You would be forgiven for wondering from time to time if Sen. Mitch McConnell (R-KY) is still alive. He is, by the way, and in recent weeks he’s made that fact more apparent. Though the 83-year-old (who will turn 84 in two weeks) is rarely spotted in the Capitol these days, his vocal opposition to President Donald Trump on a myriad of issues is louder and more present than ever when deemed useful for the motivated liberal press. For instance, McConnell was quoted far and wide last month after he criticized Trump’s desire to acquire Greenland, a move the Kentuckian suggested would “incinerate” the threadbare alliance that remains between the United States and NATO.
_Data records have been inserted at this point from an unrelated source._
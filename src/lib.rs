//! Fact-Find Agent
//!
//! A conversational agent that collects a user's identity and financial
//! goals:
//! - Sends each user message to Gemini with an extraction prompt
//! - Scans the free-text answer for known fields
//! - Merges new fields into the user record (first write wins)
//! - Finishes once name, last name, email and date of birth are known
//!
//! TURN:
//! USER MESSAGE → PROMPT → MODEL → EXTRACT → MERGE → REPLY

pub mod config;
pub mod conversation;
pub mod demo;
pub mod error;
pub mod extractor;
pub mod llm;
pub mod models;

pub use error::Result;

// Re-export common types
pub use models::*;
pub use conversation::{ConversationState, ExtractedInformation, FactFinder, Message, Sender};
pub use error::FactFindError;
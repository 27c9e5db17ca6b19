//! Runtime configuration
//!
//! Values come from the process environment (the binary loads `.env` first).
//! Everything is resolved up front so a missing credential is reported before
//! any request is made.

use crate::error::FactFindError;
use crate::Result;
use std::env;

pub const DEFAULT_GEMINI_MODEL: &str = "gemini-2.0-flash";
pub const DEFAULT_GEMINI_BASE_URL: &str = "https://generativelanguage.googleapis.com/v1beta";

/// Placeholder shipped in `.env.example`
const PLACEHOLDER_API_KEY: &str = "your_gemini_api_key_here";

/// Connection settings for the Gemini API
#[derive(Debug, Clone)]
pub struct GeminiConfig {
    pub api_key: String,
    pub model: String,
    pub base_url: String,
    pub temperature: f32,
    pub max_output_tokens: i32,
}

impl GeminiConfig {
    /// Config with default model and endpoint for the given key
    pub fn new(api_key: impl Into<String>) -> Self {
        Self {
            api_key: api_key.into(),
            model: DEFAULT_GEMINI_MODEL.to_string(),
            base_url: DEFAULT_GEMINI_BASE_URL.to_string(),
            temperature: 0.2,
            max_output_tokens: 1024,
        }
    }

    /// Read `GEMINI_*` variables from the environment
    pub fn from_env() -> Result<Self> {
        Self::from_lookup(|name| env::var(name).ok())
    }

    fn from_lookup(lookup: impl Fn(&str) -> Option<String>) -> Result<Self> {
        let api_key = lookup("GEMINI_API_KEY")
            .map(|key| key.trim().to_string())
            .unwrap_or_default();

        validate_api_key(&api_key)?;

        let mut config = Self::new(api_key);

        if let Some(model) = non_empty(lookup("GEMINI_MODEL")) {
            config.model = model;
        }
        if let Some(base_url) = non_empty(lookup("GEMINI_BASE_URL")) {
            config.base_url = base_url;
        }
        if let Some(raw) = non_empty(lookup("GEMINI_TEMPERATURE")) {
            config.temperature = raw.parse().map_err(|_| {
                FactFindError::ConfigError(format!("GEMINI_TEMPERATURE is not a number: {}", raw))
            })?;
        }
        if let Some(raw) = non_empty(lookup("GEMINI_MAX_OUTPUT_TOKENS")) {
            config.max_output_tokens = raw.parse().map_err(|_| {
                FactFindError::ConfigError(format!(
                    "GEMINI_MAX_OUTPUT_TOKENS is not an integer: {}",
                    raw
                ))
            })?;
        }

        Ok(config)
    }

    /// Full `generateContent` URL for the configured model
    pub fn endpoint(&self) -> String {
        format!(
            "{}/models/{}:generateContent",
            self.base_url.trim_end_matches('/'),
            self.model
        )
    }
}

pub(crate) fn validate_api_key(api_key: &str) -> Result<()> {
    if api_key.trim().is_empty() || api_key == PLACEHOLDER_API_KEY {
        return Err(FactFindError::ConfigError(
            "GEMINI_API_KEY not configured. \
             Set it in your environment or .env file (see .env.example)"
                .to_string(),
        ));
    }
    Ok(())
}

/// Behaviour switches for the fact-find conversation
#[derive(Debug, Clone, Copy, PartialEq, Eq)]
pub struct FactFinderSettings {
    /// Use today's date when a new user is created without a date of birth
    pub dob_fallback_today: bool,
}

impl Default for FactFinderSettings {
    fn default() -> Self {
        Self {
            dob_fallback_today: true,
        }
    }
}

impl FactFinderSettings {
    /// Read `FACTFIND_*` variables from the environment
    pub fn from_env() -> Result<Self> {
        Self::from_lookup(|name| env::var(name).ok())
    }

    fn from_lookup(lookup: impl Fn(&str) -> Option<String>) -> Result<Self> {
        let mut settings = Self::default();

        if let Some(raw) = non_empty(lookup("FACTFIND_DOB_FALLBACK")) {
            settings.dob_fallback_today = parse_bool(&raw).ok_or_else(|| {
                FactFindError::ConfigError(format!(
                    "FACTFIND_DOB_FALLBACK is not a boolean: {}",
                    raw
                ))
            })?;
        }

        Ok(settings)
    }
}

fn non_empty(value: Option<String>) -> Option<String> {
    value
        .map(|v| v.trim().to_string())
        .filter(|v| !v.is_empty())
}

fn parse_bool(raw: &str) -> Option<bool> {
    match raw.to_lowercase().as_str() {
        "1" | "true" | "yes" | "on" => Some(true),
        "0" | "false" | "no" | "off" => Some(false),
        _ => None,
    }
}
McConnell’s declining health (he has been spotted falling on multiple occasions) and his accelerating age are not uncommon sights in Washington DC, where Congress has become fertile ground for boomers who refuse to go quietly into that good night. Rep. Nancy Pelosi (D-CA) is another ever-present senior legislator, who at the ripe age of 85 finally announced in November that she will not seek reelection in 2026. In the meantime, the San Franciscan’s bank account continues to swell thanks to her remarkably accurate ability to predict the future prices of indexes. Pelosi has performed so well in predicting the ups and downs of the stock market in her latter years that popular accounts on Elon Musk’s social media app formerly known as Twitter are now dedicated to tracking her fluid and constant financial maneuvering.
Despite their inherent political differences, McConnell and Pelosi are similar in that they represent a cohort of aging legislators who likely should have retired over a decade ago. Nor are the pair alone in their desire to remain in DC, a decision that ultimately falls to the voters of Kentucky and Northern California who continue to put them there. Dianne Feinstein, the first female mayor of San Francisco and the first female senator from the state of California, served more than 30 years in the U.S. Capitol before being reduced to a punchline as the then-89-year-old publicly battled health issues.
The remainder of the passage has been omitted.